* **Exercise aim**
Copy, from the data below, each line that has the word "struct".

* **Source data**
•••••

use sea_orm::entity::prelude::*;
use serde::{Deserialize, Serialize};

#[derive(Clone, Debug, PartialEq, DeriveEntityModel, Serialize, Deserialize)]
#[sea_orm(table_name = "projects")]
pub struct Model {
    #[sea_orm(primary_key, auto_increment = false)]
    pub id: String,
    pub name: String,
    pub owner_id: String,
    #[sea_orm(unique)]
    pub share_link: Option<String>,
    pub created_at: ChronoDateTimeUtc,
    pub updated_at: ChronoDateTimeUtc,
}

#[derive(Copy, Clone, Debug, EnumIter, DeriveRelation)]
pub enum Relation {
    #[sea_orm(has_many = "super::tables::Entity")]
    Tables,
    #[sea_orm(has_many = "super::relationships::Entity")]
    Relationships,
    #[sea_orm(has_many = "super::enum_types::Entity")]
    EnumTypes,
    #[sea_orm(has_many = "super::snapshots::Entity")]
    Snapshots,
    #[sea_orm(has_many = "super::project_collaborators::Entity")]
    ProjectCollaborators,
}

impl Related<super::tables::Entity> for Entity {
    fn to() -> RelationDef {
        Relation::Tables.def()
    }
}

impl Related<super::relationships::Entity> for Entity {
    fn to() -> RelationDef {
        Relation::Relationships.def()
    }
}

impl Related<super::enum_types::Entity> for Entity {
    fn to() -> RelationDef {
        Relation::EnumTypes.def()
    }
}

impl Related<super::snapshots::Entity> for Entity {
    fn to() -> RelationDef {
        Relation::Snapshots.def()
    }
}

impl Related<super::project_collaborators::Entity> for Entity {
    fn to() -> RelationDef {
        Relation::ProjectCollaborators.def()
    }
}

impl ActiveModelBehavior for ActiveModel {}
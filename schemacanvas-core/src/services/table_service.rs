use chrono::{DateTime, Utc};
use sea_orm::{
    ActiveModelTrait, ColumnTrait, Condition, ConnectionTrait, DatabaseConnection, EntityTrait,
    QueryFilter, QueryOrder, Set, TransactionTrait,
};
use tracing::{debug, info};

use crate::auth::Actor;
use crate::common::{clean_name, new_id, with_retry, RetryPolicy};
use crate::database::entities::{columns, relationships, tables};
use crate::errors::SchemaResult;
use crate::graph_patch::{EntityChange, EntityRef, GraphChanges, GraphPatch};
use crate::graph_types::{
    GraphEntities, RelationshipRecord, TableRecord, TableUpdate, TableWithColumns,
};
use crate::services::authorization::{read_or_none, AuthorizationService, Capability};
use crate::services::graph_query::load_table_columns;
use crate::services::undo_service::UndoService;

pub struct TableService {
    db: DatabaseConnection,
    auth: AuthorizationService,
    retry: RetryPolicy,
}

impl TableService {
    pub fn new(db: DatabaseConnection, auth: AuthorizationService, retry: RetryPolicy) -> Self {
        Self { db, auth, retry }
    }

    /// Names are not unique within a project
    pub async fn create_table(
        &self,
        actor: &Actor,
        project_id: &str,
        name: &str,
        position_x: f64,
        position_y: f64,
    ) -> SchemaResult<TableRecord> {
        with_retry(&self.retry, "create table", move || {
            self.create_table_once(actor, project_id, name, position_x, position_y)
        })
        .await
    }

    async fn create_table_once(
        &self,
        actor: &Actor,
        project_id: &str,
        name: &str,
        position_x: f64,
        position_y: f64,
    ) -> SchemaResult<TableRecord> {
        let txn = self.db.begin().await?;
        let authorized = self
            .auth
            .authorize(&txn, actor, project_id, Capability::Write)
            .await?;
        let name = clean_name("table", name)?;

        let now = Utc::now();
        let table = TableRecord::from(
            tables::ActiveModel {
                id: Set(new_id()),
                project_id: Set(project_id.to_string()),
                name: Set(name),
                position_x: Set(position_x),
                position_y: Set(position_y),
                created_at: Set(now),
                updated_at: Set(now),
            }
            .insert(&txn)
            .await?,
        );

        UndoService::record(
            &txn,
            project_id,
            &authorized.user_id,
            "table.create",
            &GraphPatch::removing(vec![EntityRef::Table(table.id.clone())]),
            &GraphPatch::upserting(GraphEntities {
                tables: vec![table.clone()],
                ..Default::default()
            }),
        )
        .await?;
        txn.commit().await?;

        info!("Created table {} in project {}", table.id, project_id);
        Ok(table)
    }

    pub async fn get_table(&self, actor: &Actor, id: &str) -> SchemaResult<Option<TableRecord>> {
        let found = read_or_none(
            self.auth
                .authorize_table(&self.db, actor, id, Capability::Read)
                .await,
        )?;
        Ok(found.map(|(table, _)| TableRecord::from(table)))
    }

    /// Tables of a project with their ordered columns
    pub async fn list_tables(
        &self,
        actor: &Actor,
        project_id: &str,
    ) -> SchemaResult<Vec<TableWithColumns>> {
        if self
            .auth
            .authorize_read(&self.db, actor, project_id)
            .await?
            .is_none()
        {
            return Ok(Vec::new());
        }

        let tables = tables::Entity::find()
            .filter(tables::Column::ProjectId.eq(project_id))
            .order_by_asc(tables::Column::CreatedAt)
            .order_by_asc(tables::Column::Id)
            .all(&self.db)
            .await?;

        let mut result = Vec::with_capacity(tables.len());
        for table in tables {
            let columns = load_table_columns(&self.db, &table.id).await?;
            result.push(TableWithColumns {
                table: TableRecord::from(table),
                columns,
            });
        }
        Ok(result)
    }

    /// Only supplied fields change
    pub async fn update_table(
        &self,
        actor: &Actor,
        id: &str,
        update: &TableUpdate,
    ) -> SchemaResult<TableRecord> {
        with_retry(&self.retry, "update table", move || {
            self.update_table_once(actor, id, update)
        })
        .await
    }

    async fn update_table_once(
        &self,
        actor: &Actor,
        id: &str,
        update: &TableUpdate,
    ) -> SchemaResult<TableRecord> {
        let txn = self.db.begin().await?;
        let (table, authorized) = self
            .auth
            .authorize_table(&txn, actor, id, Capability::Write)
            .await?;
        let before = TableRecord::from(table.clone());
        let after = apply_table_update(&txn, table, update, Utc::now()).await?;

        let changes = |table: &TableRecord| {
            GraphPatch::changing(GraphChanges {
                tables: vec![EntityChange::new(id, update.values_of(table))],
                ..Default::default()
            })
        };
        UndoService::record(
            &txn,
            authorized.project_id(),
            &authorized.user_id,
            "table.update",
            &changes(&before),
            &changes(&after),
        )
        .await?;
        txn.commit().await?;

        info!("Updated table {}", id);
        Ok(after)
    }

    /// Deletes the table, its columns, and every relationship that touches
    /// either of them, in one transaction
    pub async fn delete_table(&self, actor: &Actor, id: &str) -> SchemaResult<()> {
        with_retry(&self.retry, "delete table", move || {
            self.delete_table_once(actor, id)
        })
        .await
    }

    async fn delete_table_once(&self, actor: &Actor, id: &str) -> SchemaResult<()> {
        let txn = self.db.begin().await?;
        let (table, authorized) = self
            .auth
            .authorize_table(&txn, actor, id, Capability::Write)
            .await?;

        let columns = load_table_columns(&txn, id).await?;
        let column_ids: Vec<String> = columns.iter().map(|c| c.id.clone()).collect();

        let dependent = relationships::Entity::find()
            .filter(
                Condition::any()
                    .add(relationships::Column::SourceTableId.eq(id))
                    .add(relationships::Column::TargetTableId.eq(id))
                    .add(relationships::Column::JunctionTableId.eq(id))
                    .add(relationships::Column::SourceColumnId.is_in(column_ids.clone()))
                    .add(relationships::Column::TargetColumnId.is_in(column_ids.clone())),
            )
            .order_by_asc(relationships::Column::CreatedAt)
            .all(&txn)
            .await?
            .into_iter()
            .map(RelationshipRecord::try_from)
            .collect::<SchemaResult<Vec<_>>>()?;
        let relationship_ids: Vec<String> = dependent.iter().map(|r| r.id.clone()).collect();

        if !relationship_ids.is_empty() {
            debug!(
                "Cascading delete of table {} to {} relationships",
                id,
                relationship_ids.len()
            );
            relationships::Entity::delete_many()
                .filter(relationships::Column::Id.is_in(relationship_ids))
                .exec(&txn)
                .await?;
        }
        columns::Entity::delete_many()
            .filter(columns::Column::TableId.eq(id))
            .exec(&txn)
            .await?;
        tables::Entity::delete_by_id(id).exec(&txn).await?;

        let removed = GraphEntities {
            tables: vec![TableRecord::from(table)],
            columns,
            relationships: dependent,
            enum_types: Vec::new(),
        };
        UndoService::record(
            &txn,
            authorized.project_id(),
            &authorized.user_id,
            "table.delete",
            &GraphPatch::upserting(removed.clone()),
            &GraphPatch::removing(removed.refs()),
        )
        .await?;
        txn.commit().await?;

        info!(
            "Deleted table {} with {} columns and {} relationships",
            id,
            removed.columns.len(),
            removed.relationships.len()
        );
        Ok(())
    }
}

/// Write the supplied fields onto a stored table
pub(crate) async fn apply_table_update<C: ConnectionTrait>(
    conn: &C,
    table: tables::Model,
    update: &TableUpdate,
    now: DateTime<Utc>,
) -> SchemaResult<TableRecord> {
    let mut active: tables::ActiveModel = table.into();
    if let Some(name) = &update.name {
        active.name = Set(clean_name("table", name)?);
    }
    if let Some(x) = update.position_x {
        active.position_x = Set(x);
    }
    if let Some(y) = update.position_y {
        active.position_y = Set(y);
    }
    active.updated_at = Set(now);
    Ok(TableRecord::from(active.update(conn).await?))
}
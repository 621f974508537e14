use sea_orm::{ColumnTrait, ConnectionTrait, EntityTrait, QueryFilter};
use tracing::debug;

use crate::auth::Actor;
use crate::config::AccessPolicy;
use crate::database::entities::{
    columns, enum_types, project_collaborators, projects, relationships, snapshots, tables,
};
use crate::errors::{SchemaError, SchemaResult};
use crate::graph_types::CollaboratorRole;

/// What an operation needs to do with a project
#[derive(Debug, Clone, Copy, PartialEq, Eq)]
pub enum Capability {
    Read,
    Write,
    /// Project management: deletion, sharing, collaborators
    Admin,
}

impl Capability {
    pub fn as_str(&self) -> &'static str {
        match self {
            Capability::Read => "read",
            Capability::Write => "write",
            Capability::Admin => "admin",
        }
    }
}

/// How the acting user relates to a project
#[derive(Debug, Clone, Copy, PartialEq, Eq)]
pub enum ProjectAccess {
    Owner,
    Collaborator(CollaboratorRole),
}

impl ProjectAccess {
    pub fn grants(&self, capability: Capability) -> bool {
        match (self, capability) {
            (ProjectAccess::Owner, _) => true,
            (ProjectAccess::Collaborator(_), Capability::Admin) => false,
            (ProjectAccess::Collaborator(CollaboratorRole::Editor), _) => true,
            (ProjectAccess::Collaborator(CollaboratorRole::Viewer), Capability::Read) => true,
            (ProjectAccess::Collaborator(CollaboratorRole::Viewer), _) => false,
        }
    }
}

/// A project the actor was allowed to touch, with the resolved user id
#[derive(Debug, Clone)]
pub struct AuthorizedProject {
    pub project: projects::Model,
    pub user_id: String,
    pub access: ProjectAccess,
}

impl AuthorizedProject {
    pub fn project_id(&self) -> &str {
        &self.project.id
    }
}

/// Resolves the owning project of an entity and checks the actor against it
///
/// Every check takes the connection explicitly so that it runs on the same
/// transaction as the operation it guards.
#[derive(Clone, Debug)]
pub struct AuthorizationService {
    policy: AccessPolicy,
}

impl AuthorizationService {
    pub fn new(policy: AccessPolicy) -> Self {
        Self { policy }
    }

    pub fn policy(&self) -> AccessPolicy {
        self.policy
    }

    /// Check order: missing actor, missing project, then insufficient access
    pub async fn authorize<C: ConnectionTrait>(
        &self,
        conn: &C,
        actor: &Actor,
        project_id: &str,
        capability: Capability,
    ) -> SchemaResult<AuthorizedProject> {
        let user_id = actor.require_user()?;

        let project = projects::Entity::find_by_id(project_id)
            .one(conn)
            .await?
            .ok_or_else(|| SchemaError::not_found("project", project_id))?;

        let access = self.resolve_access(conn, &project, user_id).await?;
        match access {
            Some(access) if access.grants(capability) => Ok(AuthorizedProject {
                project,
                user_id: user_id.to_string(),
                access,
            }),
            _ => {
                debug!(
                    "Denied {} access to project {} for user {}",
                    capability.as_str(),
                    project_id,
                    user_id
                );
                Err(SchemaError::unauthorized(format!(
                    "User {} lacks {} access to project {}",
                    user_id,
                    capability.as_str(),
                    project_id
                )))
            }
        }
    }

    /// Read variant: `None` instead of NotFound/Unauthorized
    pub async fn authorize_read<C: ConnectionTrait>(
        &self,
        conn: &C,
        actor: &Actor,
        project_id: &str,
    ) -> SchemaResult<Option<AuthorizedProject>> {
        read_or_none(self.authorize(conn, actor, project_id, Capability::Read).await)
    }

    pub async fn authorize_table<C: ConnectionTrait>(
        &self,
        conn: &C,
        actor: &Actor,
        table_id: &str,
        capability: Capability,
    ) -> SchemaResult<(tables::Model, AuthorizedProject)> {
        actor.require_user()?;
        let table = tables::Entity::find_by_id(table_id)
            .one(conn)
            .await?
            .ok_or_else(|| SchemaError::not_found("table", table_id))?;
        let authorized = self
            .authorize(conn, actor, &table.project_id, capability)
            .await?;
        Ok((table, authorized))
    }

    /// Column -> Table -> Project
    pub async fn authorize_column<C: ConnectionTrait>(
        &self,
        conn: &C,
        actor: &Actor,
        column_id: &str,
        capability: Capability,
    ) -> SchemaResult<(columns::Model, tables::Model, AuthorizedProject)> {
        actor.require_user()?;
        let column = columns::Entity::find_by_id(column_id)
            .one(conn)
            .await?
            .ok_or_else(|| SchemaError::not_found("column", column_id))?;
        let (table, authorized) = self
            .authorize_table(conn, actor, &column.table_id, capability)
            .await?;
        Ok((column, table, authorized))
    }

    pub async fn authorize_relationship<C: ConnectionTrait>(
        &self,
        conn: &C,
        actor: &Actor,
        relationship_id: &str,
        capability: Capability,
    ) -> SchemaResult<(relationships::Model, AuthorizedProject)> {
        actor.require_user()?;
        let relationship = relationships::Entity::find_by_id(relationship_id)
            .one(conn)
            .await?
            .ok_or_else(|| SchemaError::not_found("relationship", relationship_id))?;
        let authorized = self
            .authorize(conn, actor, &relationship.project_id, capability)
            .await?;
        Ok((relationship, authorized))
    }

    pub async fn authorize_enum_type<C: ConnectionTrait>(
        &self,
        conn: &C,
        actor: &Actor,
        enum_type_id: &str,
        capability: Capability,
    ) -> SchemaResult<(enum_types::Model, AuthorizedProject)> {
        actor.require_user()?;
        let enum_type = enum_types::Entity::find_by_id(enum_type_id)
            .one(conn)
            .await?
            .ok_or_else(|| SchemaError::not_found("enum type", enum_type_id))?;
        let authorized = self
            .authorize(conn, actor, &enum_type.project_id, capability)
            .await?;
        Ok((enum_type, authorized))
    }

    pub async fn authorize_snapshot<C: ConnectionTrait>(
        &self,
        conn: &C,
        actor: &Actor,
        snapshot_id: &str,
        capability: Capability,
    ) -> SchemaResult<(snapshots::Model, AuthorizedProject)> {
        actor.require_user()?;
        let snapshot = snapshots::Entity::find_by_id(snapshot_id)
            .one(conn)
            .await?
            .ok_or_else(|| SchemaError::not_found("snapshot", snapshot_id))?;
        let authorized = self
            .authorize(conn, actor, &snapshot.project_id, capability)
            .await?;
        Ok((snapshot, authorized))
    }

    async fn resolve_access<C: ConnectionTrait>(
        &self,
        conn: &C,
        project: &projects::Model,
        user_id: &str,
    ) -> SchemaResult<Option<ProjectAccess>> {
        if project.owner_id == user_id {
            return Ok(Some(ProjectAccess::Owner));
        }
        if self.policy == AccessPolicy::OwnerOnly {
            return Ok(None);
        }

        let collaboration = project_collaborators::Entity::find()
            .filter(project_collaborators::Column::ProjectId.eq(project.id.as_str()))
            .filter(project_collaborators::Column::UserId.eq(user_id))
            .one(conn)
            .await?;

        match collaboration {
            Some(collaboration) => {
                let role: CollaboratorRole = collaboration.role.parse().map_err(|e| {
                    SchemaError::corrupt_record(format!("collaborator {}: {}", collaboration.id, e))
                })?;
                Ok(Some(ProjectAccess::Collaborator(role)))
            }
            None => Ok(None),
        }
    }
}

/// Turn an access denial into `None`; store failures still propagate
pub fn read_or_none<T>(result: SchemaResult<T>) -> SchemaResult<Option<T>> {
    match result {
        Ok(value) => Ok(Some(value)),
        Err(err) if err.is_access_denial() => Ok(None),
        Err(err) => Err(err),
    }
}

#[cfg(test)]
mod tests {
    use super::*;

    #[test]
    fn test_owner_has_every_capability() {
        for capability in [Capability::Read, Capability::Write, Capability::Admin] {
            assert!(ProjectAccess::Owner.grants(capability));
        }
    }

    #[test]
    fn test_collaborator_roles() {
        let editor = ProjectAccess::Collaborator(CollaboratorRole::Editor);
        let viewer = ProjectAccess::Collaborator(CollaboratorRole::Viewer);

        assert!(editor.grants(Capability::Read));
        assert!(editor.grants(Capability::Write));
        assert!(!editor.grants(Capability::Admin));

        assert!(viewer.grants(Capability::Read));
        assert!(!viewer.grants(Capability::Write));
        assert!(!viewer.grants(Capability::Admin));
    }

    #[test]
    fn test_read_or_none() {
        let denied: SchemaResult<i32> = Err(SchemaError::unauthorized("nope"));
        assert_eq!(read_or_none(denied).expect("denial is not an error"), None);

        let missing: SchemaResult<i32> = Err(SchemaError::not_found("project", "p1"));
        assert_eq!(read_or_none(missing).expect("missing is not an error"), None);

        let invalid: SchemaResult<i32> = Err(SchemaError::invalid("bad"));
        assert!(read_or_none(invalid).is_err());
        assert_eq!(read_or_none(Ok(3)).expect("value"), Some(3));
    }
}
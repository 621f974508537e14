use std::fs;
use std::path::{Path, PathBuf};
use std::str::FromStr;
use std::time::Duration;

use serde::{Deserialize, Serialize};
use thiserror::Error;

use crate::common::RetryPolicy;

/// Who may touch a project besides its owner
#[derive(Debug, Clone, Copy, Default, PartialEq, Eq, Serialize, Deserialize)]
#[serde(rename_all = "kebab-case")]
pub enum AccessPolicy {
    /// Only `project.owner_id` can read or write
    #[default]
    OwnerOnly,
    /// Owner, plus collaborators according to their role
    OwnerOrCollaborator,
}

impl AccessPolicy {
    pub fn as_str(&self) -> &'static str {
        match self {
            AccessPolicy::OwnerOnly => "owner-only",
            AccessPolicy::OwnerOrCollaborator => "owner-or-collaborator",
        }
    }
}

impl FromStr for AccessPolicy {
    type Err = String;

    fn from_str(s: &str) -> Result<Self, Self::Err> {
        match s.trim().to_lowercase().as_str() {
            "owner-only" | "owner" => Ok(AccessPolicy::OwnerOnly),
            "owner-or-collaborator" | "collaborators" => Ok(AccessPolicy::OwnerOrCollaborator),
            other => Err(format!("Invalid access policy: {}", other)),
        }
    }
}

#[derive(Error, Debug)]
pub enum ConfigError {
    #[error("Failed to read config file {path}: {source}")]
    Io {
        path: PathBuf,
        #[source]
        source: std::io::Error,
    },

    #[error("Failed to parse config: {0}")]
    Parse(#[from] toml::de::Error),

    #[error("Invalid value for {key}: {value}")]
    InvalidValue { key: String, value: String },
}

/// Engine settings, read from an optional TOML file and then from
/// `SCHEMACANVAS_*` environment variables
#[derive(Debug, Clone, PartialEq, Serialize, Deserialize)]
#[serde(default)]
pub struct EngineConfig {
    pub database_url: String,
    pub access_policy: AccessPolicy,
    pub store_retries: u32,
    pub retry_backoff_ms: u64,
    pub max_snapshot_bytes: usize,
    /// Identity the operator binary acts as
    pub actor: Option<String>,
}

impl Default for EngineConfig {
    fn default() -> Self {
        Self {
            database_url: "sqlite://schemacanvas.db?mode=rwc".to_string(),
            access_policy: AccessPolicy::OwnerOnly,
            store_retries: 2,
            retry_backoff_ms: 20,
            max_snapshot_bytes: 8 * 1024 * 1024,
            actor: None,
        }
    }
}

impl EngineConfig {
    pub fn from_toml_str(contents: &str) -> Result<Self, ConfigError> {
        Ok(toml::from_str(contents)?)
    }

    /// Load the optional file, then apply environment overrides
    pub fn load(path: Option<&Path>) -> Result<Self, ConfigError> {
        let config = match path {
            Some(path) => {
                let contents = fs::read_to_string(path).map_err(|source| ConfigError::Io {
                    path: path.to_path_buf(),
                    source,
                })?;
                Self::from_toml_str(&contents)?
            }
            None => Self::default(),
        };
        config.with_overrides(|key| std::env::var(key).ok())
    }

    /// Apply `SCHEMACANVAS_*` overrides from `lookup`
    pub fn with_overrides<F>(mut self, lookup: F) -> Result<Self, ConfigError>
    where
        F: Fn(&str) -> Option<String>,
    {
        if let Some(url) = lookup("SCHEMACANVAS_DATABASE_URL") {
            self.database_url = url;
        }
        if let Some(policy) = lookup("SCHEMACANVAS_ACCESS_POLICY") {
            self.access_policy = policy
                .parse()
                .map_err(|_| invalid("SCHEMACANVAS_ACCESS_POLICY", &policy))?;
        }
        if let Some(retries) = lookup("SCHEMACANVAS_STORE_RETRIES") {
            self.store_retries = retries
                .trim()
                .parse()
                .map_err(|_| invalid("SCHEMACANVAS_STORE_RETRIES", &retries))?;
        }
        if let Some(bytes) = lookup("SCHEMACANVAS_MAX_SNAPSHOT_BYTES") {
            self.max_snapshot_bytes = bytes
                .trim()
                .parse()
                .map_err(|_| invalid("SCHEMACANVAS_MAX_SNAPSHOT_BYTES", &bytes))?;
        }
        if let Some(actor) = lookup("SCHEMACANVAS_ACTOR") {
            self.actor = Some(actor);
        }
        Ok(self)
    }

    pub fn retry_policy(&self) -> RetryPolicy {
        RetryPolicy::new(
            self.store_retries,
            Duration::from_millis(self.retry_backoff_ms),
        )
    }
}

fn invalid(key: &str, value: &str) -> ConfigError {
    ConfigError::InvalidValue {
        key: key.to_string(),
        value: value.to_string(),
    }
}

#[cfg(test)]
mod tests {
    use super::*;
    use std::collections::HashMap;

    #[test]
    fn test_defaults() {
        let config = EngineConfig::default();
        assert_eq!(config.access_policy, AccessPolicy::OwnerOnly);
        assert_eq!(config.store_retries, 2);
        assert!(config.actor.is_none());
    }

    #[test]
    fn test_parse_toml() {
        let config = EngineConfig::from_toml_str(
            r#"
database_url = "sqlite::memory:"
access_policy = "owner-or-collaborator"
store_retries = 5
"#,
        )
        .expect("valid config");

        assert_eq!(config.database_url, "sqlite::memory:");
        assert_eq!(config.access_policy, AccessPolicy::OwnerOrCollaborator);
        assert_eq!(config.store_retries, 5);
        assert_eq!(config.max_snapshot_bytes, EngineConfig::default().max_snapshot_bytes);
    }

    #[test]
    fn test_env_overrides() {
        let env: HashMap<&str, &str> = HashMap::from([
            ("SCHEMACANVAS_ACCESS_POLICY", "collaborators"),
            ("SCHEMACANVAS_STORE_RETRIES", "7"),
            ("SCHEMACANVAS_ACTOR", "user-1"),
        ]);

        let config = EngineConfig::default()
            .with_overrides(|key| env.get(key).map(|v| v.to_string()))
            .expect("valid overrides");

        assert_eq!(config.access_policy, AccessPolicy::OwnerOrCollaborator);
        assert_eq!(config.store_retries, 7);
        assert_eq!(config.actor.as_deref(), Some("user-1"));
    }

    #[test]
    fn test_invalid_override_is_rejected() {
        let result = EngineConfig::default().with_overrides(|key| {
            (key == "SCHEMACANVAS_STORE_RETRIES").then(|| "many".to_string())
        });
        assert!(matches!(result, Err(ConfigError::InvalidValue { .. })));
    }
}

•••••

* **Response for this exercise**
pub struct Model {
pub struct TableService {
pub struct AuthorizedProject {
pub struct AuthorizationService {
pub struct EngineConfig {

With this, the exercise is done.